The city has come under fire since Greg Meffert, a city official who oversees safety and permits, said two weeks ago that the city has the power to demolish homes without an owner's consent if the structure poses an imminent danger to the public.
Inspectors used a color code as they looked at 128,000 homes and businesses on New Orleans' east bank of the Mississippi River. Red stickers designated that a building was unsafe and may need to be razed.
A lawsuit has been filed to prevent the demolitions and several of the homeowners involved contend that their buildings were mistakenly marked by red tags.
You'd think someone would have at least thought about the color-coding.
One of the things they mention over and over in journalism school is how an impassioned press, an impassioned and ethical public, is crucial to the success of social movements. Who would have attended to Gandhi? Who would have given a s*&&^t about black people and weird Jewy leftys getting their skulls knocked out in Albany, Georgia, without the press showing their faces?That's how all that fine talk about the fourth estate, about comforting the afflicted and afflicting the comfortable, as ever said with a straight face.
Which brings me to the press' role in all this "Disneyfication" of New Orleans.
I saw Brian Williams at Columbia, in September, say what he says here in the WaPo , and promise not to take his eye off the ball.
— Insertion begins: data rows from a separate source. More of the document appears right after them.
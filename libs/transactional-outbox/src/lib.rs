//! # Transactional Outbox Pattern Implementation
//!
//! This library guarantees that a business-logic write and the notification
//! that should follow it are never split by a crash: both land in the same
//! database transaction, and a background worker drains the outbox table
//! afterwards.
//!
//! ## What is the Transactional Outbox pattern?
//!
//! 1. Business logic changes (table writes) and an outbox row are inserted in
//!    the same transaction.
//! 2. A background worker claims `pending` rows and calls a downstream
//!    notifier for each.
//! 3. A row is marked `sent` on success, or retried up to a cap before being
//!    parked `failed`.
//!
//! This guarantees **at-least-once delivery** and prevents silent event loss
//! even if the service crashes between commit and notifier call, or the
//! notifier is briefly unavailable.
//!
//! ## Usage
//!
//! ```rust,no_run
//! use transactional_outbox::{OutboxRepository, SqlxOutboxRepository};
//! use sqlx::PgPool;
//! use uuid::Uuid;
//!
//! async fn create_ticket(
//!     pool: &PgPool,
//!     outbox_repo: &SqlxOutboxRepository,
//!     ticket_id: Uuid,
//! ) -> Result<(), Box<dyn std::error::Error>> {
//!     let mut tx = pool.begin().await?;
//!
//!     sqlx::query("INSERT INTO tickets (ticket_id) VALUES ($1)")
//!         .bind(ticket_id)
//!         .execute(&mut *tx)
//!         .await?;
//!
//!     outbox_repo
//!         .create(&mut tx, "ticket_created", serde_json::json!({ "ticket_id": ticket_id }))
//!         .await?;
//!
//!     tx.commit().await?;
//!     Ok(())
//! }
//! ```

use async_trait::async_trait;
use chrono::{DateTime, Duration as ChronoDuration, Utc};
use serde::{Deserialize, Serialize};
use sqlx::{PgPool, Postgres, Row, Transaction};
use std::fmt;
use std::str::FromStr;
use std::sync::Arc;
use std::time::Duration;
use tracing::{debug, error, info, warn};
use uuid::Uuid;

pub mod error;
pub mod metrics;

pub use error::{OutboxError, OutboxResult};

/// Lifecycle state of an outbox row. See `OutboxRecord.status`.
#[derive(Debug, Clone, Copy, PartialEq, Eq, Serialize, Deserialize)]
#[serde(rename_all = "lowercase")]
pub enum OutboxStatus {
    Pending,
    Sent,
    Failed,
}

impl fmt::Display for OutboxStatus {
    fn fmt(&self, f: &mut fmt::Formatter<'_>) -> fmt::Result {
        f.write_str(match self {
            OutboxStatus::Pending => "pending",
            OutboxStatus::Sent => "sent",
            OutboxStatus::Failed => "failed",
        })
    }
}

impl FromStr for OutboxStatus {
    type Err = OutboxError;

    fn from_str(s: &str) -> Result<Self, Self::Err> {
        match s {
            "pending" => Ok(OutboxStatus::Pending),
            "sent" => Ok(OutboxStatus::Sent),
            "failed" => Ok(OutboxStatus::Failed),
            other => Err(OutboxError::InvalidStatus(other.to_string())),
        }
    }
}

/// A row in the outbox table.
///
/// Created within the same transaction as the business-logic write it
/// accompanies, later claimed and delivered by [`OutboxWorker`].
#[derive(Debug, Clone, Serialize, Deserialize)]
pub struct OutboxRecord {
    pub id: Uuid,
    pub event_type: String,
    pub payload: serde_json::Value,
    pub status: OutboxStatus,
    pub retry_count: i32,
    pub created_at: DateTime<Utc>,
    pub updated_at: DateTime<Utc>,
}

/// Repository for the durable outbox queue.
///
/// Abstracted behind a trait so the worker can be driven by a fake in tests
/// without a live database.
#[async_trait]
pub trait OutboxRepository: Send + Sync {
    /// Insert a `pending` row. MUST be called within the caller's own
    /// transaction so the insert is atomic with the business write.
    async fn create(
        &self,
        tx: &mut Transaction<'_, Postgres>,
        event_type: &str,
        payload: serde_json::Value,
    ) -> OutboxResult<OutboxRecord>;

    /// Claim up to `limit` pending rows, oldest first, skipping rows another
    /// worker already holds (`FOR UPDATE SKIP LOCKED`).
    async fn get_pending(&self, limit: i64) -> OutboxResult<Vec<OutboxRecord>>;

    /// Mark a row delivered.
    async fn mark_sent(&self, id: Uuid) -> OutboxResult<()>;

    /// Increment the retry counter and keep the row `pending`.
    async fn increment_retry(&self, id: Uuid) -> OutboxResult<()>;

    /// Park a row permanently. Terminal — never transitions back.
    async fn mark_failed(&self, id: Uuid) -> OutboxResult<()>;

    /// Delete `sent` rows older than `days_to_keep`; returns the count
    /// removed.
    async fn count_deleted_tasks(&self, days_to_keep: i64) -> OutboxResult<u64>;
}

/// SQLx-backed implementation of [`OutboxRepository`] over PostgreSQL.
pub struct SqlxOutboxRepository {
    pool: PgPool,
}

impl SqlxOutboxRepository {
    pub fn new(pool: PgPool) -> Self {
        Self { pool }
    }

    fn row_to_record(row: sqlx::postgres::PgRow) -> OutboxResult<OutboxRecord> {
        let status_str: String = row.try_get("status")?;
        Ok(OutboxRecord {
            id: row.try_get("id")?,
            event_type: row.try_get("event_type")?,
            payload: row.try_get("payload")?,
            status: status_str.parse()?,
            retry_count: row.try_get("retry_count")?,
            created_at: row.try_get("created_at")?,
            updated_at: row.try_get("updated_at")?,
        })
    }
}

#[async_trait]
impl OutboxRepository for SqlxOutboxRepository {
    async fn create(
        &self,
        tx: &mut Transaction<'_, Postgres>,
        event_type: &str,
        payload: serde_json::Value,
    ) -> OutboxResult<OutboxRecord> {
        let row = sqlx::query(
            r#"
            INSERT INTO outbox_records (id, event_type, payload, status, retry_count, created_at, updated_at)
            VALUES ($1, $2, $3, 'pending', 0, NOW(), NOW())
            RETURNING id, event_type, payload, status, retry_count, created_at, updated_at
            "#,
        )
        .bind(Uuid::new_v4())
        .bind(event_type)
        .bind(&payload)
        .fetch_one(&mut **tx)
        .await?;

        let record = Self::row_to_record(row)?;
        debug!(event_id = %record.id, event_type, "outbox record created");
        Ok(record)
    }

    async fn get_pending(&self, limit: i64) -> OutboxResult<Vec<OutboxRecord>> {
        let rows = sqlx::query(
            r#"
            SELECT id, event_type, payload, status, retry_count, created_at, updated_at
            FROM outbox_records
            WHERE status = 'pending'
            ORDER BY created_at ASC
            LIMIT $1
            FOR UPDATE SKIP LOCKED
            "#,
        )
        .bind(limit)
        .fetch_all(&self.pool)
        .await?;

        rows.into_iter().map(Self::row_to_record).collect()
    }

    async fn mark_sent(&self, id: Uuid) -> OutboxResult<()> {
        let result = sqlx::query(
            "UPDATE outbox_records SET status = 'sent', updated_at = NOW() WHERE id = $1",
        )
        .bind(id)
        .execute(&self.pool)
        .await?;

        if result.rows_affected() == 0 {
            return Err(OutboxError::RecordNotFound(id));
        }
        debug!(event_id = %id, "outbox record marked sent");
        Ok(())
    }

    async fn increment_retry(&self, id: Uuid) -> OutboxResult<()> {
        let result = sqlx::query(
            r#"
            UPDATE outbox_records
            SET retry_count = retry_count + 1, status = 'pending', updated_at = NOW()
            WHERE id = $1
            "#,
        )
        .bind(id)
        .execute(&self.pool)
        .await?;

        if result.rows_affected() == 0 {
            return Err(OutboxError::RecordNotFound(id));
        }
        Ok(())
    }

    async fn mark_failed(&self, id: Uuid) -> OutboxResult<()> {
        let result = sqlx::query(
            "UPDATE outbox_records SET status = 'failed', updated_at = NOW() WHERE id = $1",
        )
        .bind(id)
        .execute(&self.pool)
        .await?;

        if result.rows_affected() == 0 {
            return Err(OutboxError::RecordNotFound(id));
        }
        warn!(event_id = %id, "outbox record parked as failed (max retries reached)");
        Ok(())
    }

    async fn count_deleted_tasks(&self, days_to_keep: i64) -> OutboxResult<u64> {
        let cutoff = Utc::now() - ChronoDuration::days(days_to_keep);

        let result = sqlx::query(
            "DELETE FROM outbox_records WHERE status = 'sent' AND created_at < $1",
        )
        .bind(cutoff)
        .execute(&self.pool)
        .await?;

        Ok(result.rows_affected())
    }
}

/// Downstream delivery target for an outbox record.
///
/// Implementations should treat delivery as idempotent: the worker retries
/// on `Ok(false)` or `Err`, so the same record may be delivered more than
/// once downstream.
#[async_trait]
pub trait OutboxNotifier: Send + Sync {
    /// Attempt delivery. `Ok(true)` marks the record sent, `Ok(false)` or
    /// `Err` increments its retry counter.
    async fn notify(&self, record: &OutboxRecord) -> OutboxResult<bool>;
}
As I asked Lindsay, who inspired this post: Will he make the connections that need to be made between post-Katrina betrayals and current stories, like "We won't rebuild Iraq" or the mine disaster? Will anyone in the larger media organizations realize NOLA is never not breaking news? And will they refuse to be taken in by the idea that "selling to developers" is a way to hand a city back to those who made it go?
Godspeed to those willing to stand in front of bulldozers, and caution to all of us who take the easy way out. I'll leave it to the experts, or another post, to do what this sensible Times letter writer did, and castigate those covering the mine disaster for not asking a simple question: why were those guys in the mine on a federal holiday? Will enough journalists question the sanctity of the big--developer solution to the death of a city?